When bar owner and former Brooklyn cop Pete has quadruple bypass surgery, Bree, who runs the Crow’s Nest Bar in the Red Hook neighborhood of Brooklyn with him, asks for help. She can’t do her job and take care of Pete’s youngest adopted child, Nikki, a ten-year-old fifth grader. Although she calls Pete’s adopted son Logan who tends a vineyard nearby, Logan calls another adopted son, Storm, who flies in from Auckland, New Zealand, where he designs yachts.
Storm and Bree have a history: He ran out before deflowering her years ago. The first third of the book consists of them sniping at each other while ostensibly watching Nikki. Storm says he’s capable of looking after his little sister even though he teaches the ten-year-old to drive and helps her register a stray dog she picks up in an alley, a dog Bree says Nikki shouldn’t adopt.

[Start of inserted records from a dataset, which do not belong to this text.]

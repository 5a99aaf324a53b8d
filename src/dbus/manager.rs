// ABOUTME: org.freedesktop.ModemManager root object: enumerates devices and announces hotplug
// ABOUTME: Follows manager events to export and unexport the per-device objects

use super::{export_device, unexport_device};
use crate::manager::{Manager, ManagerEvent};
use std::collections::HashMap;
use std::sync::Arc;
use tokio::sync::broadcast::error::RecvError;
use tokio::task::JoinHandle;
use tracing::{info, warn};
use zbus::object_server::SignalEmitter;
use zbus::zvariant::{ObjectPath, OwnedObjectPath};
use zbus::{Connection, interface};

pub const MANAGER_PATH: &str = "/org/freedesktop/ModemManager";
pub const MANAGER_INTERFACE: &str = "org.freedesktop.ModemManager";

pub struct ManagerIface {
    manager: Arc<Manager>,
}

#[interface(name = "org.freedesktop.ModemManager")]
impl ManagerIface {
    async fn enumerate_devices(&self) -> Vec<OwnedObjectPath> {
        self.manager
            .device_paths()
            .await
            .into_iter()
            .filter_map(|path| OwnedObjectPath::try_from(path).ok())
            .collect()
    }

    #[zbus(signal)]
    pub async fn device_added(emitter: &SignalEmitter<'_>, device: ObjectPath<'_>) -> zbus::Result<()>;

    #[zbus(signal)]
    pub async fn device_removed(emitter: &SignalEmitter<'_>, device: ObjectPath<'_>) -> zbus::Result<()>;
}

/// Export the manager object and keep the device objects in step with
/// `manager` until it goes away.
pub async fn serve_manager(conn: &Connection, manager: Arc<Manager>) -> zbus::Result<JoinHandle<()>> {
    let events = manager.subscribe();
    conn.object_server()
        .at(MANAGER_PATH, ManagerIface {
            manager: manager.clone(),
        })
        .await?;
    let emitter = SignalEmitter::new(conn, MANAGER_PATH)?;
    info!(path = MANAGER_PATH, "manager exported");
    Ok(tokio::spawn(follow_devices(conn.clone(), emitter, manager, events)))
}

async fn follow_devices(
    conn: Connection,
    emitter: SignalEmitter<'static>,
    manager: Arc<Manager>,
    mut events: tokio::sync::broadcast::Receiver<ManagerEvent>,
) {
    let mut forwarders: HashMap<String, JoinHandle<()>> = HashMap::new();
    loop {
        let event = match events.recv().await {
            Ok(event) => event,
            Err(RecvError::Lagged(missed)) => {
                warn!(missed, "device event listener fell behind");
                continue;
            }
            Err(RecvError::Closed) => break,
        };
        match event {
            ManagerEvent::DeviceAdded(path) => {
                // replaced before we got to it
                let Some(wrapper) = manager.wrapper(&path).await else {
                    continue;
                };
                match export_device(&conn, &path, wrapper).await {
                    Ok(task) => {
                        forwarders.insert(path.clone(), task);
                    }
                    Err(e) => {
                        warn!(path, error = %e, "could not export device");
                        continue;
                    }
                }
                if let Err(e) = announce(&emitter, &path, true).await {
                    warn!(path, error = %e, "could not emit DeviceAdded");
                }
            }
            ManagerEvent::DeviceRemoved(path) => {
                let Some(task) = forwarders.remove(&path) else {
                    continue;
                };
                task.abort();
                if let Err(e) = unexport_device(&conn, &path).await {
                    warn!(path, error = %e, "could not unexport device");
                }
                if let Err(e) = announce(&emitter, &path, false).await {
                    warn!(path, error = %e, "could not emit DeviceRemoved");
                }
            }
        }
    }
    for (_, task) in forwarders {
        task.abort();
    }
}

async fn announce(emitter: &SignalEmitter<'_>, path: &str, added: bool) -> zbus::Result<()> {
    let path = ObjectPath::try_from(path)?;
    if added {
        ManagerIface::device_added(emitter, path).await
    } else {
        ManagerIface::device_removed(emitter, path).await
    }
}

As Pete gets out of the hospital and returns to his apartment across the hall from Bree over the bar, Bree changes her tune and says she’s willing to have attachment-free sex while Storm is in town. Storm, who previously wanted just that, turns her down because he knows she’s not that kind of girl and it’s best that they hold off. Instead Storm decides to wine and dine her, borrowing a yacht he designed and taking Bree out for a sail then having a catered dinner brought in when they get back to port and finally spending the night with her — oh, yes, and having sex.
Meanwhile, readers find out Pete has taken Nikki in because her mother said one of his adopted sons is Nikki’s father, but the mother won’t say which one. Pete thinks it might be Storm because of the way he left so unexpectedly ten years before.
Another subplot finds Bree engaged in making the Red Hook neighborhood safe, just as her killed-in-action cop father always wanted. She’s working with a shady developer who would like to be her lover.
Inconsistent Bree and cliché-ridden Storm are exactly what non-romance readers expect in romances. The overblown spiteful sniping between Bree and Storm that turns into doing “what’s best” for Bree and then their reversal into sexual passion are ludicrous given that Bree is twenty-eight and runs a bar while Storm is a little older and an award-winning designer with his own business.
Given all its flaws, however, the novel does have a glimmer of an interesting plot and potentially intriguing peripheral characters. But before these can emerge, a skillful editor would have to work some magic.